You’re “high”-red: New York employees & applicants no longer weeded out for off-duty marijuana use



April 01, 2021

Cannabis Alert

Author(s): Kimberly K. Harding, Conor T. Tallet

Under New York's new law legalizing recreational marijuana use, employers are prohibited from taking adverse action against employees for marijuana use outside the workplace and/or work hours.

On March 31, 2021, New York Governor Andrew Cuomo signed a bill into law legalizing the recreational use of marijuana for adults over the age of 21 (Senate Bill S854A)[1] Effective immediately, the bill prohibits employers from refusing to hire, disciplining, discharging, or otherwise taking adverse action against an employee for an employee’s recreational use of marijuana in accordance with the new state law.

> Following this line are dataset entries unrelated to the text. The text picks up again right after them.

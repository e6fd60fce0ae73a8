use crate::error::AppError;
use crate::i18n::Language;
use chrono::{DateTime, Days, Local, NaiveDate, TimeZone, Utc};

/// Shown in place of a kickoff time the upstream sent in an unreadable form.
pub const INVALID_TIME: &str = "Invalid Date";

/// The three day tabs of the fixture list.
#[derive(Debug, Clone, Copy, Default, PartialEq, Eq, Hash)]
pub enum DayTab {
    Yesterday,
    #[default]
    Today,
    Tomorrow,
}

impl DayTab {
    pub const ALL: [DayTab; 3] = [DayTab::Yesterday, DayTab::Today, DayTab::Tomorrow];

    pub fn next(self) -> Self {
        match self {
            DayTab::Yesterday => DayTab::Today,
            DayTab::Today | DayTab::Tomorrow => DayTab::Tomorrow,
        }
    }

    pub fn previous(self) -> Self {
        match self {
            DayTab::Tomorrow => DayTab::Today,
            DayTab::Today | DayTab::Yesterday => DayTab::Yesterday,
        }
    }

    pub fn label(self, lang: Language) -> &'static str {
        let t = lang.translations();
        match self {
            DayTab::Yesterday => t.yesterday,
            DayTab::Today => t.today,
            DayTab::Tomorrow => t.tomorrow,
        }
    }
}

/// The current instant in the local timezone.
pub fn local_today() -> DateTime<Local> {
    Utc::now().with_timezone(&Local)
}

/// Formats an instant as `YYYY-MM-DD`.
///
/// The calendar date is taken from the instant's UTC representation, so
/// shortly after local midnight east of UTC (or before it west of UTC) this
/// yields the adjacent day. Upstream fixture dates are keyed the same way.
pub fn format_date<Tz: TimeZone>(instant: &DateTime<Tz>) -> String {
    instant.with_timezone(&Utc).format("%Y-%m-%d").to_string()
}

/// Date string requested by a day tab, relative to `now`.
pub fn date_for_tab(tab: DayTab, now: DateTime<Local>) -> String {
    let shifted = match tab {
        DayTab::Yesterday => now.checked_sub_days(Days::new(1)),
        DayTab::Today => Some(now),
        DayTab::Tomorrow => now.checked_add_days(Days::new(1)),
    };
    format_date(&shifted.unwrap_or(now))
}

/// Validates a user supplied `YYYY-MM-DD` date.
pub fn parse_date(date: &str) -> Result<NaiveDate, AppError> {
    NaiveDate::parse_from_str(date.trim(), "%Y-%m-%d").map_err(|e| {
        AppError::datetime_parse_error(format!("'{date}' is not a YYYY-MM-DD date: {e}"))
    })
}

/// Renders an ISO kickoff instant as a 12-hour `hh:mm` time in local time.
///
/// Malformed input yields [`INVALID_TIME`] rather than an error.
pub fn local_time(iso: &str, lang: Language) -> String {
    local_time_in(iso, lang, &Local)
}

/// Same as [`local_time`] with an explicit target timezone.
pub fn local_time_in<Tz: TimeZone>(iso: &str, lang: Language, tz: &Tz) -> String
where
    Tz::Offset: std::fmt::Display,
{
    let Ok(parsed) = DateTime::parse_from_rfc3339(iso.trim()) else {
        return INVALID_TIME.to_string();
    };
    let local = parsed.with_timezone(tz);
    let clock = local.format("%I:%M").to_string();
    let is_pm = local.format("%p").to_string() == "PM";

    match lang {
        Language::En => format!("{clock} {}", if is_pm { "PM" } else { "AM" }),
        Language::Ar => format!(
            "{} {}",
            to_arabic_indic_digits(&clock),
            if is_pm { "م" } else { "ص" }
        ),
    }
}

/// Maps ASCII digits to Arabic-Indic digits, leaving other characters alone.
pub fn to_arabic_indic_digits(text: &str) -> String {
    text.chars()
        .map(|c| match c.to_digit(10) {
            Some(d) => char::from_u32(0x0660 + d).unwrap_or(c),
            None => c,
        })
        .collect()
}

Specifically, the bill amends Section 201-d of the New York Labor Law, which prohibits employers from discriminating against employees engaging in certain recreational activities outside of work hours (originally introduced to protect employees who smoke tobacco from discrimination in the workplace), to specifically include protections for employees engaging in recreational marijuana use in accordance with state law. The amendment, however, is limited to protecting employees from adverse action for marijuana use “prior to the beginning or after the conclusion of the employee’s work hours, and off of the employer’s premises and without use of the employer’s equipment or other property[.]” In other words, employers are still permitted to discipline or discharge employees who use or possess marijuana either on site or during work hours.

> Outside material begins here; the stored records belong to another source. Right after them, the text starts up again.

// src/ui/teletext/page.rs - teletext style page buffer with RTL aware alignment

use crate::constants::ui::{DEFAULT_RENDER_WIDTH, STAT_BAR_WIDTH};
use crate::error::AppError;
use crate::i18n::{Language, TextDirection};
use crossterm::execute;
use std::io::{Stdout, Write};
use unicode_width::{UnicodeWidthChar, UnicodeWidthStr};

use super::colors::*;

/// Rows taken by the header, subheader and their spacer line.
const HEADER_ROWS: usize = 3;
/// Rows kept free for the footer.
const FOOTER_ROWS: usize = 2;
/// Width of the left header segment holding the date.
const HEADER_DATE_WIDTH: usize = 20;

const HOME_BAR_CELL: char = '█';
const AWAY_BAR_CELL: char = '▒';

#[derive(Debug, Clone, Copy, PartialEq, Eq)]
pub enum RowStyle {
    Text,
    Heading,
    League,
    Result,
    Live,
    Muted,
    Error,
}

#[derive(Debug, Clone, PartialEq)]
pub enum TeletextRow {
    Line {
        text: String,
        style: RowStyle,
        selected: bool,
    },
    /// Two-colour share bar, values in percent.
    Bar { home_share: f64, away_share: f64 },
    Blank,
}

#[derive(Debug)]
pub struct TeletextPage {
    title: String,
    subheader: String,
    date_label: String,
    language: Language,
    width: usize,
    screen_height: usize,
    interactive: bool,
    rows: Vec<TeletextRow>,
    footer: String,
}

impl TeletextPage {
    /// Creates a page sized to the terminal in interactive mode, or to the
    /// default width with no height limit otherwise.
    pub fn new(title: &str, subheader: &str, language: Language, interactive: bool) -> Self {
        let (width, height) = if interactive {
            crossterm::terminal::size().unwrap_or((DEFAULT_RENDER_WIDTH, 24))
        } else {
            (DEFAULT_RENDER_WIDTH, u16::MAX)
        };
        Self::with_size(title, subheader, language, width as usize, height as usize, interactive)
    }

    pub fn with_size(
        title: &str,
        subheader: &str,
        language: Language,
        width: usize,
        screen_height: usize,
        interactive: bool,
    ) -> Self {
        Self {
            title: title.to_string(),
            subheader: subheader.to_string(),
            date_label: String::new(),
            language,
            width: width.max(HEADER_DATE_WIDTH + 10),
            screen_height,
            interactive,
            rows: Vec::new(),
            footer: String::new(),
        }
    }

    pub fn set_date_label(&mut self, date: &str) {
        self.date_label = date.to_string();
    }

    pub fn set_footer(&mut self, footer: &str) {
        self.footer = footer.to_string();
    }

    pub fn add_line(&mut self, text: impl Into<String>, style: RowStyle) {
        self.rows.push(TeletextRow::Line {
            text: text.into(),
            style,
            selected: false,
        });
    }

    pub fn add_selectable_line(&mut self, text: impl Into<String>, style: RowStyle, selected: bool) {
        self.rows.push(TeletextRow::Line {
            text: text.into(),
            style,
            selected,
        });
    }

    pub fn add_bar(&mut self, home_share: f64, away_share: f64) {
        self.rows.push(TeletextRow::Bar {
            home_share,
            away_share,
        });
    }

    pub fn add_blank(&mut self) {
        self.rows.push(TeletextRow::Blank);
    }

    pub fn rows(&self) -> &[TeletextRow] {
        &self.rows
    }

    pub fn language(&self) -> Language {
        self.language
    }

    /// Content rows without colour codes, aligned as they would be drawn.
    pub fn plain_lines(&self) -> Vec<String> {
        self.rows.iter().map(|row| self.plain_row(row)).collect()
    }

    fn content_height(&self) -> usize {
        if self.interactive {
            self.screen_height.saturating_sub(HEADER_ROWS + FOOTER_ROWS).max(1)
        } else {
            usize::MAX
        }
    }

    /// Window of rows to draw, keeping the selected row in view.
    fn visible_range(&self) -> std::ops::Range<usize> {
        let height = self.content_height();
        if self.rows.len() <= height {
            return 0..self.rows.len();
        }
        let selected = self
            .rows
            .iter()
            .position(|row| matches!(row, TeletextRow::Line { selected: true, .. }))
            .unwrap_or(0);
        let max_start = self.rows.len() - height;
        let start = selected.saturating_sub(height / 2).min(max_start);
        start..start + height
    }

    /// Pads `text` to the page width on the side opposite the reading direction.
    fn align(&self, text: &str) -> String {
        let fitted = fit_to_width(text, self.width);
        let pad = self.width.saturating_sub(fitted.width());
        match self.language.direction() {
            TextDirection::Rtl => format!("{}{}", " ".repeat(pad), fitted),
            TextDirection::Ltr => format!("{}{}", fitted, " ".repeat(pad)),
        }
    }

    fn bar_cells(&self, home_share: f64, away_share: f64) -> String {
        let bar_width = STAT_BAR_WIDTH.min(self.width);
        let total = (home_share + away_share).max(f64::EPSILON);
        let home_cells = ((home_share / total) * bar_width as f64).round() as usize;
        let home_cells = home_cells.min(bar_width);
        let away_cells = bar_width - home_cells;
        let home: String = std::iter::repeat_n(HOME_BAR_CELL, home_cells).collect();
        let away: String = std::iter::repeat_n(AWAY_BAR_CELL, away_cells).collect();
        match self.language.direction() {
            TextDirection::Ltr => format!("{home}{away}"),
            TextDirection::Rtl => format!("{away}{home}"),
        }
    }

    fn plain_row(&self, row: &TeletextRow) -> String {
        match row {
            TeletextRow::Line { text, .. } => self.align(text),
            TeletextRow::Bar {
                home_share,
                away_share,
            } => self.align(&self.bar_cells(*home_share, *away_share)),
            TeletextRow::Blank => " ".repeat(self.width),
        }
    }

    fn styled_row(&self, row: &TeletextRow) -> String {
        match row {
            TeletextRow::Line {
                text,
                style,
                selected,
            } => {
                let fg = get_ansi_code(style_color(*style), 231);
                let aligned = self.align(text);
                if *selected {
                    format!(
                        "\x1b[48;5;{}m\x1b[38;5;{}m{}\x1b[0m",
                        get_ansi_code(selected_bg(), 21),
                        get_ansi_code(text_fg(), 231),
                        aligned
                    )
                } else {
                    format!("\x1b[38;5;{fg}m{aligned}\x1b[0m")
                }
            }
            TeletextRow::Bar {
                home_share,
                away_share,
            } => {
                let home_code = get_ansi_code(home_bar_fg(), 118);
                let away_code = get_ansi_code(away_bar_fg(), 51);
                self.align(&self.bar_cells(*home_share, *away_share))
                    .chars()
                    .map(|c| match c {
                        HOME_BAR_CELL => format!("\x1b[38;5;{home_code}m{c}"),
                        AWAY_BAR_CELL => format!("\x1b[38;5;{away_code}m{c}"),
                        other => other.to_string(),
                    })
                    .chain(std::iter::once("\x1b[0m".to_string()))
                    .collect()
            }
            TeletextRow::Blank => String::new(),
        }
    }

    fn header_line(&self) -> String {
        let title_width = self.width.saturating_sub(HEADER_DATE_WIDTH);
        let title = fit_to_width(&self.title, title_width);
        let title_pad = title_width.saturating_sub(title.width());
        format!(
            "\x1b[48;5;{}m\x1b[38;5;{}m{:<date_width$}\x1b[48;5;{}m\x1b[38;5;231m{}{}\x1b[0m",
            get_ansi_code(title_bg(), 46),
            get_ansi_code(header_bg(), 21),
            fit_to_width(&self.date_label, HEADER_DATE_WIDTH),
            get_ansi_code(header_bg(), 21),
            " ".repeat(title_pad),
            title,
            date_width = HEADER_DATE_WIDTH,
        )
    }

    /// Builds the full screen in one string.
    pub fn render_to_string(&self) -> String {
        let mut buffer = String::with_capacity(self.width * (self.rows.len() + 6) * 4);
        let subheader = format!(
            "\x1b[38;5;{}m{}\x1b[0m",
            get_ansi_code(subheader_fg(), 46),
            self.align(&self.subheader)
        );
        let footer = format!(
            "\x1b[38;5;{}m{}\x1b[0m",
            get_ansi_code(muted_fg(), 250),
            self.align(&self.footer)
        );

        if self.interactive {
            buffer.push_str("\x1b[H"); // Move to home position
            buffer.push_str("\x1b[0J"); // Clear from cursor down
            buffer.push_str(&format!("\x1b[1;1H{}", self.header_line()));
            buffer.push_str(&format!("\x1b[2;1H{subheader}"));
            for (offset, row) in self.rows[self.visible_range()].iter().enumerate() {
                buffer.push_str(&format!(
                    "\x1b[{};1H{}",
                    offset + HEADER_ROWS + 1,
                    self.styled_row(row)
                ));
            }
            if !self.footer.is_empty() {
                buffer.push_str(&format!("\x1b[{};1H{footer}", self.screen_height.max(1)));
            }
        } else {
            buffer.push_str(&self.header_line());
            buffer.push('\n');
            buffer.push_str(&subheader);
            buffer.push_str("\n\n");
            for row in &self.rows {
                buffer.push_str(&self.styled_row(row));
                buffer.push('\n');
            }
            if !self.footer.is_empty() {
                buffer.push('\n');
                buffer.push_str(&footer);
                buffer.push('\n');
            }
        }
        buffer
    }

    /// Renders the page to stdout in a single write.
    pub fn render_buffered(&self, stdout: &mut Stdout) -> Result<(), AppError> {
        if self.interactive {
            // Hide cursor to prevent visual artifacts during rendering
            execute!(stdout, crossterm::cursor::Hide)?;
        }
        stdout.write_all(self.render_to_string().as_bytes())?;
        stdout.flush()?;
        Ok(())
    }
}

fn style_color(style: RowStyle) -> crossterm::style::Color {
    match style {
        RowStyle::Text => text_fg(),
        RowStyle::Heading => subheader_fg(),
        RowStyle::League => league_fg(),
        RowStyle::Result => result_fg(),
        RowStyle::Live => live_fg(),
        RowStyle::Muted => muted_fg(),
        RowStyle::Error => error_fg(),
    }
}

/// Truncates `text` so its display width does not exceed `width`.
pub fn fit_to_width(text: &str, width: usize) -> String {
    if text.width() <= width {
        return text.to_string();
    }
    let mut used = 0;
    text.chars()
        .take_while(|c| {
            used += c.width().unwrap_or(0);
            used <= width
        })
        .collect()
}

The bill further expressly states that it is not intended to limit the authority of any employer to enact and enforce policies pertaining to marijuana in the workplace and further delineates three exceptions for which an employer would not be in violation of the new law. The exceptions provide that an employer would not be in violation of the bill when an employer takes action related to an employee’s use of marijuana in three situations:

  • The employer’s actions were required by state or federal statute, regulation, ordinance, or other state or federal governmental mandate;
  • The employee is impaired by the use of cannabis, meaning the employee manifests specific articulable symptoms while working that decrease or lessen the employee’s performance of the duties or tasks of the employee’s job position, or such specific articulable symptoms interfere with an employer’s obligation to provide a safe and health work place, free from recognized hazards, as required by state and federal occupational safety and health law; or
  • The employer’s actions would require such employer to commit any act that would cause the employer to be in violation of federal law or would result in the loss of a federal contract or federal funding.

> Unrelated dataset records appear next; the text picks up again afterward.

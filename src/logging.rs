use crate::cli::Args;
use crate::config::Config;
use crate::constants::LOG_FILE_NAME;
use crate::error::AppError;
use std::io::stdout;
use std::path::Path;
use tracing_appender::non_blocking::WorkerGuard;
use tracing_appender::rolling::{RollingFileAppender, Rotation};
use tracing_subscriber::{EnvFilter, fmt, prelude::*};

const DEFAULT_DIRECTIVE: &str = "koora_teletext=info";

fn env_filter() -> Result<EnvFilter, AppError> {
    let directive = DEFAULT_DIRECTIVE
        .parse()
        .map_err(|e| AppError::log_setup_error(format!("Invalid log directive: {e}")))?;
    Ok(EnvFilter::from_default_env().add_directive(directive))
}

/// Splits a custom log path into directory and file name.
pub fn split_log_path(custom_path: &str) -> (String, String) {
    let path = Path::new(custom_path);
    let parent = path
        .parent()
        .filter(|p| !p.as_os_str().is_empty())
        .unwrap_or(Path::new("."));
    let file_name = path
        .file_name()
        .and_then(|n| n.to_str())
        .unwrap_or(LOG_FILE_NAME);
    (parent.to_string_lossy().to_string(), file_name.to_string())
}

/// Sets up logging configuration for the application.
///
/// - Interactive mode: logs only to file
/// - Once mode without debug: logs only to file
/// - Other non-interactive modes: logs to both stdout and file
///
/// Returns the path to the log file and the guard that must be kept alive
/// for the duration of the program to ensure proper log flushing.
pub async fn setup_logging(args: &Args) -> Result<(String, WorkerGuard), AppError> {
    let config_log_path = Config::load_existing()
        .await
        .ok()
        .flatten()
        .and_then(|config| config.log_file_path);

    let custom_log_path = args.log_file.as_ref().or(config_log_path.as_ref());
    let (log_dir, log_file_name) = match custom_log_path {
        Some(custom_path) => split_log_path(custom_path),
        None => (Config::get_log_dir_path(), LOG_FILE_NAME.to_string()),
    };

    if !Path::new(&log_dir).exists() {
        tokio::fs::create_dir_all(&log_dir).await.map_err(|e| {
            AppError::log_setup_error(format!("Failed to create log directory: {e}"))
        })?;
    }

    let file_appender = RollingFileAppender::new(Rotation::DAILY, &log_dir, &log_file_name);
    let (non_blocking, guard) = tracing_appender::non_blocking(file_appender);

    let registry = tracing_subscriber::registry();
    let log_to_stdout = crate::cli::is_noninteractive_mode(args) && !(args.once && !args.debug);

    if log_to_stdout {
        registry
            .with(
                fmt::Layer::new()
                    .with_writer(stdout)
                    .with_ansi(true)
                    .with_filter(env_filter()?),
            )
            .with(
                fmt::Layer::new()
                    .with_writer(non_blocking)
                    .with_ansi(false)
                    .with_filter(env_filter()?),
            )
            .try_init()
            .map_err(|e| AppError::log_setup_error(e.to_string()))?;
    } else {
        registry
            .with(
                fmt::Layer::new()
                    .with_writer(non_blocking)
                    .with_ansi(false)
                    .with_filter(env_filter()?),
            )
            .try_init()
            .map_err(|e| AppError::log_setup_error(e.to_string()))?;
    }

    let log_file_path = format!("{log_dir}/{log_file_name}");
    Ok((log_file_path, guard))
}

While the bill effectively puts recreational marijuana use in the same category as off-the-clock alcohol and tobacco use by employees, the application of these exceptions remains unclear. Specifically, it is difficult to ascertain what will constitute “specific articulable symptoms” of impairment, particularly in the absence (to our knowledge) of any reliable, real-time testing mechanism for marijuana currently available to employers (such as a breathalyzer for alcohol impairment).

For now, employers should review their pre-employment drug screening processes to ensure that marijuana use is no longer disqualifying, and consult with counsel to understand their obligations under state law, particularly as they relate to the implementation of existing or modified substance abuse policies in the workplace.


  1. See our alert, “Cuomo signs legislation legalizing adult-use marijuana,” (April 01, 2021)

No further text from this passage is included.